The Wests perception of Muslim
countries is often based on media myths and stereotypes. When I
informed people in Scotland that I was coming to live in Tunisia for
a year, it was clear that many had little or no understanding of
Islam or of the variety of cultures which exist within it. People
assume that in Muslim countries as a westerner you will be shunned
and prevented from living your life in your own way. I can’t speak
about every Muslim country, I can’t even speak about all of
Tunisia, but in my experience, this couldn’t be further from the
truth.
In Scotland, we take pride in our
multi-cultural society and like to think of ourselves as welcoming
and hospitable to people from all walks of life. However after just
2 months in Tunisia, I don’t feel as sure of this. Yes, in
comparison to many countries Scottish society is very warm and
friendly, but it is far from perfect.
From swift exchanges in the street, to
working relationships, visiting family homes and travelling in a
group, I have experienced the beauty of the Tunisian character in a
variety of dynamics. If I can take even a pinch of this back to
Scotland with me, I’ll have achieved what I want from my European
Voluntary Service.
Each day I spend in Tunisia is like a
short film about the beauty of kindness. In the opening scenes I am
in a ‘louage’ (shared taxi) travelling to the youth centre. A
young girl realises I speak a little Arabic and we talk about each
other’s lives, she tells me about her studies, about her hopes for
the future, and I share mine. We exchange numbers and I invite her
to my cultural presentation in the youth centre. Scene two. I’m
in a small shop buying a bottle of water and the man serving me asks
how I am, smiling and amused when I respond in Arabic. He has some
traditional sweets which he shares with me, I tell him thank you
brother. Scene three. I lose my way in the medina and can’t
remember the way to the louage station. I meet a girl outside the
university who is going home for lunch. She walks with me for twenty
minutes to the louage station and when I say goodbye, I see her
return in the same direction we came. She went out of her way to
help me, a complete stranger. She didn’t just point me in the
right direction; she made sure I was okay. This is just the
beginning.
When I first arrived I ventured to the
medina to buy a gift for a friend’s birthday. Here I met Marwan,
who after 10 minutes of charming bargaining banter reduced his
original price for a ring by 90%. He invited me to sit in his small
shop and we continued our chat, laughing and smiling, sometimes not
really understanding each other’s words but our sentiments were
clear. He brought me a mint tea from a nearby café and then we said
our goodbyes. Weeks later, I passed his shop by chance and he called
my name. I was so surprised that he remembered me and so happy to
see him again. He gave me a beautiful pair of earrings, the
traditional ‘Hand of Fatimah’ as a gift. He doesn’t know if I
will return to his shop or expect anything from me, he just wanted to
make me feel welcome.
I have been fortunate enough to be
welcomed into many people’s homes. To spend time with a family
when you are so far from your own is an emotional and happy
experience.

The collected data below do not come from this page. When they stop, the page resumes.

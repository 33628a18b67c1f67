//! Stockaudit - stock movement anomaly detection for multi-unit hospital inventories
//!
//! This library validates movement records, estimates per-(material, unit)
//! baselines, flags outliers with Z-score and IQR tests, ranks them by
//! severity and estimates the financial impact of the recording failures.

pub mod anomaly;
pub mod baseline;
pub mod cli;
pub mod config;
pub mod csv_output;
pub mod impact;
pub mod ingest;
pub mod json_output;
pub mod pipeline;
pub mod profile;
pub mod record;
pub mod report;
pub mod severity;
pub mod validation;
#[cfg(test)]
mod tests {
    use super::*;
    use crate::anomaly::{AnomalyScore, IqrBand};
    use crate::config::PriceTable;
    use crate::record::Operation;
    use crate::severity::Severity;
    use chrono::NaiveDate;

    fn record(material: Material, unit: Unit, quantity: Option<f64>) -> MovementRecord {
        MovementRecord {
            date: NaiveDate::from_ymd_opt(2024, 6, 1).unwrap(),
            unit,
            material,
            operation: Operation::Outflow,
            quantity,
            owner: Some("Ana".to_string()),
        }
    }

    fn scored(index: usize, record: &MovementRecord, z_score: f64, severity: Severity) -> ClassifiedRecord {
        ClassifiedRecord {
            index,
            group: record.group(),
            score: Some(AnomalyScore {
                magnitude: record.magnitude().unwrap(),
                z_score,
                z_flag: z_score.abs() > 3.0,
                iqr_flag: severity.is_flagged(),
                iqr_band: if severity.is_flagged() {
                    IqrBand::Outlier
                } else {
                    IqrBand::Inside
                },
                pct_variation: None,
                severity,
            }),
            unclassified: None,
        }
    }

    fn seringa_only_config() -> AnalysisConfig {
        AnalysisConfig {
            prices: PriceTable::new().with_price(Material::Seringa, 2.5),
            indirect_costs: IndirectCosts::none(),
            ..AnalysisConfig::default()
        }
    }

    #[test]
    fn test_incorrect_impact_reference_case() {
        let records = vec![record(Material::Seringa, Unit::Moema, Some(-100.0))];
        let classified = vec![scored(0, &records[0], 4.0, Severity::Critical)];
        let report = estimate_impact(&records, &classified, &seringa_only_config());

        assert_eq!(report.amount(ImpactCategory::IncorrectRecord), 187.5);
        assert_eq!(report.by_material[&Material::Seringa], 187.5);
        assert_eq!(report.by_unit[&Unit::Moema], 187.5);
        // 10% of one flagged record at the group mean value 250
        assert!((report.amount(ImpactCategory::MissingRecord) - 25.0).abs() < 1e-9);
        assert!((report.amount(ImpactCategory::DuplicateRecord) - 12.5).abs() < 1e-9);
    }

    #[test]
    fn test_total_is_sum_of_categories() {
        let records = vec![
            record(Material::Seringa, Unit::Moema, Some(-10.0)),
            record(Material::Seringa, Unit::Moema, Some(-12.0)),
            record(Material::Seringa, Unit::Moema, Some(-500.0)),
            record(Material::Gaze, Unit::Morumbi, Some(-8.0)),
            record(Material::Gaze, Unit::Morumbi, Some(-90.0)),
        ];
        let classified = vec![
            scored(0, &records[0], -0.6, Severity::Normal),
            scored(1, &records[1], -0.5, Severity::Normal),
            scored(2, &records[2], 1.15, Severity::Alert),
            scored(3, &records[3], -0.7, Severity::Normal),
            scored(4, &records[4], 3.5, Severity::Critical),
        ];
        let report = estimate_impact(&records, &classified, &AnalysisConfig::default());

        let sum: f64 = report.categories.iter().map(|c| c.amount).sum();
        assert!((report.total_impact - sum).abs() < 1e-9);
        assert_eq!(report.flagged_records, 2);
        // Seringa 522 × 2.5 + Gaze 98 × 3.5
        assert!((report.total_value - 1648.0).abs() < 1e-9);
        assert!((report.impact_pct - report.total_impact / 1648.0 * 100.0).abs() < 1e-9);
        assert!(report.impact_pct >= 0.0 && report.impact_pct <= 100.0);
        assert_eq!(report.missing_by_group.len(), 2);
    }

    #[test]
    fn test_only_flagged_records_contribute() {
        let records = vec![
            record(Material::Tubo, Unit::SantoAmaro, Some(-5.0)),
            record(Material::Tubo, Unit::SantoAmaro, Some(-6.0)),
        ];
        let classified = vec![
            scored(0, &records[0], 2.5, Severity::Attention),
            scored(1, &records[1], 0.1, Severity::Normal),
        ];
        let config = AnalysisConfig {
            indirect_costs: IndirectCosts::none(),
            ..AnalysisConfig::default()
        };
        let report = estimate_impact(&records, &classified, &config);
        assert_eq!(report.total_impact, 0.0);
        assert_eq!(report.flagged_records, 0);
        assert!(report.by_material.is_empty());
        assert!((report.total_value - 165.0).abs() < 1e-9);
    }

    #[test]
    fn test_incorrect_fraction_signed() {
        assert_eq!(incorrect_fraction(0.0, false), 0.0);
        assert_eq!(incorrect_fraction(4.0, false), 0.75);
        assert_eq!(incorrect_fraction(0.5, false), -1.0);
        assert_eq!(incorrect_fraction(-2.0, false), 1.5);
        assert_eq!(incorrect_fraction(f64::NAN, false), 0.0);
    }

    #[test]
    fn test_incorrect_fraction_clamped() {
        assert_eq!(incorrect_fraction(0.0, true), 0.0);
        assert_eq!(incorrect_fraction(4.0, true), 0.75);
        assert_eq!(incorrect_fraction(0.5, true), 0.0);
        assert_eq!(incorrect_fraction(-2.0, true), 0.5);
        assert_eq!(incorrect_fraction(-4.0, true), incorrect_fraction(4.0, true));
    }

    #[test]
    fn test_negative_z_uses_signed_factor() {
        let records = vec![record(Material::Seringa, Unit::Moema, Some(-100.0))];
        let classified = vec![scored(0, &records[0], -2.0, Severity::Alert)];

        let report = estimate_impact(&records, &classified, &seringa_only_config());
        // 250 × (-2 - 1) / -2
        assert!((report.amount(ImpactCategory::IncorrectRecord) - 375.0).abs() < 1e-9);

        let clamped = AnalysisConfig {
            clamp_incorrect_factor: true,
            ..seringa_only_config()
        };
        let report = estimate_impact(&records, &classified, &clamped);
        assert!((report.amount(ImpactCategory::IncorrectRecord) - 125.0).abs() < 1e-9);
    }

    #[test]
    fn test_small_positive_z_lowers_incorrect_impact() {
        let records = vec![record(Material::Seringa, Unit::Moema, Some(-100.0))];
        let classified = vec![scored(0, &records[0], 0.5, Severity::Alert)];
        let report = estimate_impact(&records, &classified, &seringa_only_config());
        assert!((report.amount(ImpactCategory::IncorrectRecord) + 250.0).abs() < 1e-9);
        let sum: f64 = report.categories.iter().map(|c| c.amount).sum();
        assert!((report.total_impact - sum).abs() < 1e-9);
    }

    #[test]
    fn test_missing_quantity_records_are_unvalued() {
        let records = vec![
            record(Material::Seringa, Unit::Moema, Some(-100.0)),
            record(Material::Seringa, Unit::Moema, None),
        ];
        let classified = vec![scored(0, &records[0], 4.0, Severity::Critical)];
        let report = estimate_impact(&records, &classified, &seringa_only_config());
        assert_eq!(report.total_value, 250.0);
        assert_eq!(report.missing_by_group.values().next().unwrap().mean_value, 250.0);
    }

    #[test]
    fn test_configurable_rates() {
        let records = vec![record(Material::Seringa, Unit::Moema, Some(-100.0))];
        let classified = vec![scored(0, &records[0], 4.0, Severity::Alert)];
        let config = AnalysisConfig {
            missing_rate: 0.0,
            duplicate_rate: 0.2,
            ..seringa_only_config()
        };
        let report = estimate_impact(&records, &classified, &config);
        assert_eq!(report.amount(ImpactCategory::MissingRecord), 0.0);
        assert!((report.amount(ImpactCategory::DuplicateRecord) - 50.0).abs() < 1e-9);
    }

    #[test]
    fn test_indirect_costs() {
        let records = vec![record(Material::Seringa, Unit::Moema, Some(-100.0))];
        let classified = vec![scored(0, &records[0], 4.0, Severity::Critical)];
        let config = AnalysisConfig {
            indirect_costs: IndirectCosts::default(),
            ..seringa_only_config()
        };
        let report = estimate_impact(&records, &classified, &config);
        assert_eq!(report.indirect.total_indirect, 22_000.0);
        assert!(
            (report.indirect.total_with_indirect - (report.total_impact + 22_000.0)).abs() < 1e-9
        );
    }

    #[test]
    fn test_empty_input() {
        let report = estimate_impact(&[], &[], &AnalysisConfig::default());
        assert_eq!(report.total_value, 0.0);
        assert_eq!(report.impact_pct, 0.0);
        assert_eq!(report.categories.len(), 3);
    }
}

It isn’t formal like in Scotland, as soon as you enter
the home it’s like a warm embrace from an old friend. Tunisian
children are beautiful, well behaved and just completely delightful.
Though in many respects our lives are far removed from one another
and cultures so different, Tunisian people have a way of removing all
the labels until you are just two human beings, with no preconceived
ideas, just sincerity.
In the Youth Centre I am so fortunate
to work with such wonderful people. The director has an open door
policy which reflects the general ambience of Darchabeb, Kalaa
Kebira. If you need help or advice, there is always someone there to
support you. In Tunisia it’s difficult to distinguish between a
group and a family, because the relationships are so strong.
Yes I know some
people will read this and say I am still in my ‘honeymoon’ phase
and they would be right, but that won’t change the impact these
first months have made on me as a person. You see, my love story is
about a people, not one person. The Tunisian people have swept me
off my feet and my heart beats for them.